Specifically, horses are one of the most successful species on our planet. They are in the 1% of surviving creatures since the formation of Earth. The culture that has enabled this survival offers powerful insights about teamwork. And interacting with horses offers myriad lessons about leadership and collaboration.

Antonello Radicchi is a world-renowned horse trainer. His training is based on a deep study of communication between horses and people. Thanks to this study and his partnership with Count Antonio Bolza and the Reschio Stables in Umbria, he has produced some of the most responsive and versatile dressage animals in the world. [For the riders among you, you’ll appreciate the fact that he does all this using a bit-less headpiece, essentially just a halter.]

These successes rely on communicating with the horses to get them to do difficult things. A mandate that is very akin to that of modern leaders. Radicchi’s non-coercive approach looks a lot like the empathetic and collaborative leadership that is called for in today’s hybrid, fast-changing, and competitive business landscape.
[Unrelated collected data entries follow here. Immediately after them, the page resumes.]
//! Display formatting for CLI output
//!
//! - App records
//! - Rendered resource collections
//! - Release summaries

use console::style;
use tuber_core::{App, ResourceRef};
use tuber_kube::{RenderedResource, ReleaseSummary, ResourceCollection};

/// Pluralize a word based on count
pub fn pluralize(count: usize, singular: &str, plural: &str) -> String {
    if count == 1 {
        format!("{} {}", count, singular)
    } else {
        format!("{} {}", count, plural)
    }
}

pub fn print_app(app: &App) {
    println!("{}", style(&app.name).cyan().bold());
    println!("{}", style("=".repeat(app.name.len())).dim());
    println!();

    println!("{}: {}", style("Image").bold(), app.image_tag);
    if !app.slack_channel.is_empty() {
        println!("{}: {}", style("Channel").bold(), app.slack_channel);
    }
    if app.paused {
        println!("{}: {}", style("Paused").bold(), style("yes").yellow());
    }
    if app.review_app {
        println!("{}: yes", style("Review app").bold());
    }
    if !app.current_tags.is_empty() {
        println!("{}: {}", style("Tags").bold(), app.current_tags.join(", "));
    }
    if let Some(released_at) = app.released_at {
        println!("{}: {}", style("Released").bold(), released_at.to_rfc3339());
    }

    if !app.vars.is_empty() {
        println!();
        println!("{}:", style("Vars").bold());
        for (key, value) in &app.vars {
            println!("  {} = {}", key, value);
        }
    }

    if !app.excluded_resources.is_empty() {
        println!();
        println!("{}:", style("Excluded").bold());
        for resource in &app.excluded_resources {
            println!("  - {}", resource);
        }
    }

    println!();
    println!(
        "{}: {}",
        style("Current").bold(),
        pluralize(app.state.current.len(), "resource", "resources")
    );
    for resource in &app.state.current {
        println!("  - {}", resource.resource_ref());
    }
    println!(
        "{}: {}",
        style("Previous").bold(),
        pluralize(app.state.previous.len(), "resource", "resources")
    );
}

/// Rendered manifests as one multi-document YAML stream, in apply order
pub fn collection_yaml(collection: &ResourceCollection) -> String {
    let groups: [(&str, &[RenderedResource]); 4] = [
        ("prerelease", &collection.prerelease),
        ("config", &collection.configs),
        ("workload", &collection.workloads),
        ("postrelease", &collection.postrelease),
    ];

    let mut out = String::new();
    for (group, resources) in groups {
        for resource in resources {
            out.push_str("---\n");
            out.push_str(&format!("# {}: {}\n", group, resource.resource_ref()));
            out.push_str(resource.manifest.trim_end());
            out.push('\n');
        }
    }
    out
}

pub fn print_summary(app: &str, summary: &ReleaseSummary) {
    println!(
        "{} Released {} ({} applied, {} watched)",
        style("✓").green().bold(),
        style(app).cyan(),
        summary.applied.len(),
        summary.watched.len()
    );
    print_refs("Removed", &summary.removed);
    if !summary.tags.is_empty() {
        println!("  {}: {}", style("Tags").bold(), summary.tags.join(", "));
    }
}

fn print_refs(label: &str, refs: &[ResourceRef]) {
    if refs.is_empty() {
        return;
    }
    println!("  {}:", style(label).bold());
    for r in refs {
        println!("    - {}", r);
    }
}
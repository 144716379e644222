//! In-memory cluster for testing
//!
//! Records every call, stores applied objects as JSON and lets tests script
//! failures, rollout delays, prerelease pod phases and owner references.

use std::collections::{HashMap, HashSet, VecDeque};
use std::sync::{Arc, RwLock};
use std::time::Duration;

use async_trait::async_trait;
use serde_json::json;
use tuber_core::ResourceRef;

use super::ClusterClient;
use crate::error::{KubeError, Result};

/// A call made against the mock cluster
#[derive(Debug, Clone, PartialEq, Eq)]
pub enum ClusterCall {
    Apply {
        resource: ResourceRef,
        namespace: String,
        manifest: String,
    },
    Get {
        resource: ResourceRef,
        namespace: String,
    },
    Delete {
        resource: ResourceRef,
        namespace: String,
    },
    RolloutStatus {
        resource: ResourceRef,
        namespace: String,
        timeout: Duration,
    },
    RolloutUndo {
        resource: ResourceRef,
        namespace: String,
    },
}

impl ClusterCall {
    pub fn resource(&self) -> &ResourceRef {
        match self {
            ClusterCall::Apply { resource, .. }
            | ClusterCall::Get { resource, .. }
            | ClusterCall::Delete { resource, .. }
            | ClusterCall::RolloutStatus { resource, .. }
            | ClusterCall::RolloutUndo { resource, .. } => resource,
        }
    }
}

/// Operation a scripted failure applies to
#[derive(Debug, Clone, Copy, PartialEq, Eq, Hash)]
pub enum MockOp {
    Apply,
    Get,
    Delete,
    RolloutStatus,
    RolloutUndo,
}

type ObjectKey = (String, String, String);

#[derive(Default)]
struct MockState {
    objects: HashMap<ObjectKey, serde_json::Value>,
    calls: Vec<ClusterCall>,
    failures: HashMap<(MockOp, ResourceRef), String>,
    rollout_delays: HashMap<ResourceRef, Duration>,
    pod_phases: HashMap<String, VecDeque<String>>,
    termination_messages: HashMap<String, String>,
    owned: HashSet<ResourceRef>,
}

/// In-memory [`ClusterClient`]
#[derive(Clone, Default)]
pub struct MockCluster {
    state: Arc<RwLock<MockState>>,
}

fn key(namespace: &str, kind: &str, name: &str) -> ObjectKey {
    (namespace.to_string(), kind.to_string(), name.to_string())
}

impl MockCluster {
    pub fn new() -> Self {
        Self::default()
    }

    fn read(&self) -> std::sync::RwLockReadGuard<'_, MockState> {
        self.state.read().unwrap_or_else(|e| e.into_inner())
    }

    fn write(&self) -> std::sync::RwLockWriteGuard<'_, MockState> {
        self.state.write().unwrap_or_else(|e| e.into_inner())
    }

    /// Make an operation on `kind/name` fail with `message`
    pub fn fail(&self, op: MockOp, kind: &str, name: &str, message: &str) {
        self.write()
            .failures
            .insert((op, ResourceRef::new(kind, name)), message.to_string());
    }

    /// Remove a scripted failure
    pub fn clear_failure(&self, op: MockOp, kind: &str, name: &str) {
        self.write().failures.remove(&(op, ResourceRef::new(kind, name)));
    }

    /// Make `rollout_status` for `kind/name` take `delay` before answering
    pub fn delay_rollout(&self, kind: &str, name: &str, delay: Duration) {
        self.write()
            .rollout_delays
            .insert(ResourceRef::new(kind, name), delay);
    }

    /// Phases a pod reports on successive gets; the last one repeats
    pub fn script_pod_phases(&self, name: &str, phases: &[&str]) {
        self.write().pod_phases.insert(
            name.to_string(),
            phases.iter().map(|p| p.to_string()).collect(),
        );
    }

    pub fn set_termination_message(&self, pod: &str, message: &str) {
        self.write()
            .termination_messages
            .insert(pod.to_string(), message.to_string());
    }

    /// Report `kind/name` as owned by another object
    pub fn set_owned(&self, kind: &str, name: &str) {
        self.write().owned.insert(ResourceRef::new(kind, name));
    }

    /// Seed a live object without recording a call
    pub fn insert_object(&self, namespace: &str, manifest: &str) -> Result<()> {
        let (resource, object) = parse_object(manifest)?;
        self.write()
            .objects
            .insert(key(namespace, &resource.kind, &resource.name), object);
        Ok(())
    }

    pub fn object(&self, namespace: &str, kind: &str, name: &str) -> Option<serde_json::Value> {
        self.read().objects.get(&key(namespace, kind, name)).cloned()
    }

    pub fn has_object(&self, namespace: &str, kind: &str, name: &str) -> bool {
        self.object(namespace, kind, name).is_some()
    }

    pub fn calls(&self) -> Vec<ClusterCall> {
        self.read().calls.clone()
    }

    pub fn reset_calls(&self) {
        self.write().calls.clear();
    }

    fn matching(&self, pred: impl Fn(&ClusterCall) -> bool) -> Vec<ResourceRef> {
        self.read()
            .calls
            .iter()
            .filter(|c| pred(c))
            .map(|c| c.resource().clone())
            .collect()
    }

    /// Resources passed to `apply`, in call order
    pub fn applied(&self) -> Vec<ResourceRef> {
        self.matching(|c| matches!(c, ClusterCall::Apply { .. }))
    }

    /// Manifests passed to `apply`, in call order
    pub fn applied_manifests(&self) -> Vec<String> {
        self.read()
            .calls
            .iter()
            .filter_map(|c| match c {
                ClusterCall::Apply { manifest, .. } => Some(manifest.clone()),
                _ => None,
            })
            .collect()
    }

    pub fn deleted(&self) -> Vec<ResourceRef> {
        self.matching(|c| matches!(c, ClusterCall::Delete { .. }))
    }

    pub fn rollout_checked(&self) -> Vec<ResourceRef> {
        self.matching(|c| matches!(c, ClusterCall::RolloutStatus { .. }))
    }

    pub fn undone(&self) -> Vec<ResourceRef> {
        self.matching(|c| matches!(c, ClusterCall::RolloutUndo { .. }))
    }

    fn record(&self, call: ClusterCall) {
        self.write().calls.push(call);
    }

    fn scripted_failure(&self, op: MockOp, resource: &ResourceRef) -> Option<KubeError> {
        self.read()
            .failures
            .get(&(op, resource.clone()))
            .map(|message| match op {
                MockOp::RolloutStatus => KubeError::RolloutFailed {
                    resource: resource.to_string(),
                    message: message.clone(),
                },
                _ => KubeError::Command {
                    command: format!("{:?} {}", op, resource),
                    message: message.clone(),
                },
            })
    }

    fn not_found(resource: &ResourceRef, namespace: &str) -> KubeError {
        KubeError::NotFound {
            kind: resource.kind.clone(),
            name: resource.name.clone(),
            namespace: namespace.to_string(),
        }
    }
}

fn parse_object(manifest: &str) -> Result<(ResourceRef, serde_json::Value)> {
    let object: serde_json::Value = serde_yaml::from_str(manifest)?;
    let kind = object["kind"].as_str().unwrap_or_default().to_string();
    let name = object["metadata"]["name"]
        .as_str()
        .unwrap_or_default()
        .to_string();
    if kind.is_empty() || name.is_empty() {
        return Err(KubeError::InvalidManifest(
            "missing kind or metadata.name".to_string(),
        ));
    }
    Ok((ResourceRef::new(kind, name), object))
}

#[async_trait]
impl ClusterClient for MockCluster {
    async fn apply(&self, manifest: &str, namespace: &str) -> Result<()> {
        let (resource, object) = parse_object(manifest)?;
        self.record(ClusterCall::Apply {
            resource: resource.clone(),
            namespace: namespace.to_string(),
            manifest: manifest.to_string(),
        });
        if let Some(err) = self.scripted_failure(MockOp::Apply, &resource) {
            return Err(err);
        }
        self.write()
            .objects
            .insert(key(namespace, &resource.kind, &resource.name), object);
        Ok(())
    }

    async fn get(&self, kind: &str, name: &str, namespace: &str) -> Result<serde_json::Value> {
        let resource = ResourceRef::new(kind, name);
        self.record(ClusterCall::Get {
            resource: resource.clone(),
            namespace: namespace.to_string(),
        });
        if let Some(err) = self.scripted_failure(MockOp::Get, &resource) {
            return Err(err);
        }

        let mut state = self.write();
        let mut object = state
            .objects
            .get(&key(namespace, kind, name))
            .cloned()
            .ok_or_else(|| Self::not_found(&resource, namespace))?;

        if state.owned.contains(&resource) {
            object["metadata"]["ownerReferences"] =
                json!([{ "kind": "ReplicaSet", "name": format!("{}-owner", name) }]);
        }

        if kind == "Pod" {
            let phase = match state.pod_phases.get_mut(name) {
                Some(queue) if queue.len() > 1 => queue.pop_front(),
                Some(queue) => queue.front().cloned(),
                None => None,
            };
            if let Some(phase) = phase {
                object["status"]["phase"] = json!(phase);
                if let Some(message) = state.termination_messages.get(name) {
                    object["status"]["containerStatuses"] =
                        json!([{ "state": { "terminated": { "message": message } } }]);
                }
            }
        }

        Ok(object)
    }

    async fn delete(&self, kind: &str, name: &str, namespace: &str) -> Result<()> {
        let resource = ResourceRef::new(kind, name);
        self.record(ClusterCall::Delete {
            resource: resource.clone(),
            namespace: namespace.to_string(),
        });
        if let Some(err) = self.scripted_failure(MockOp::Delete, &resource) {
            return Err(err);
        }
        self.write()
            .objects
            .remove(&key(namespace, kind, name))
            .map(|_| ())
            .ok_or_else(|| Self::not_found(&resource, namespace))
    }

    async fn rollout_status(
        &self,
        kind: &str,
        name: &str,
        namespace: &str,
        timeout: Duration,
    ) -> Result<()> {
        let resource = ResourceRef::new(kind, name);
        self.record(ClusterCall::RolloutStatus {
            resource: resource.clone(),
            namespace: namespace.to_string(),
            timeout,
        });

        let delay = self.read().rollout_delays.get(&resource).copied();
        if let Some(delay) = delay {
            tokio::time::sleep(delay).await;
        }

        match self.scripted_failure(MockOp::RolloutStatus, &resource) {
            Some(err) => Err(err),
            None => Ok(()),
        }
    }

    async fn rollout_undo(&self, kind: &str, name: &str, namespace: &str) -> Result<()> {
        let resource = ResourceRef::new(kind, name);
        self.record(ClusterCall::RolloutUndo {
            resource: resource.clone(),
            namespace: namespace.to_string(),
        });
        match self.scripted_failure(MockOp::RolloutUndo, &resource) {
            Some(err) => Err(err),
            None => Ok(()),
        }
    }
}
A closer look at his style offers specific tools that we can use to improve our communication as leaders, and ultimately our teams’ performance.


With Tact

The essential building block of Radicchi’s method is contact. He breaks the word down into its Latin (and modern Italian) roots: with touch. Before we can even attempt to communicate with another being – whether equine or human – we must establish contact. He defines this connection as “the essence of feeling, of knowing, and of understanding,” in his book, Do You Speak Equis.

He reassures that we all have the ability to create this deep, multisensorial connection to others. But that we often allow the busy-ness of modern life, and complexity of relationships to obscure this deep, non-verbal connection. Radicchi cautions: “If there is no contact, there is no communication and without communication there is no rapport.”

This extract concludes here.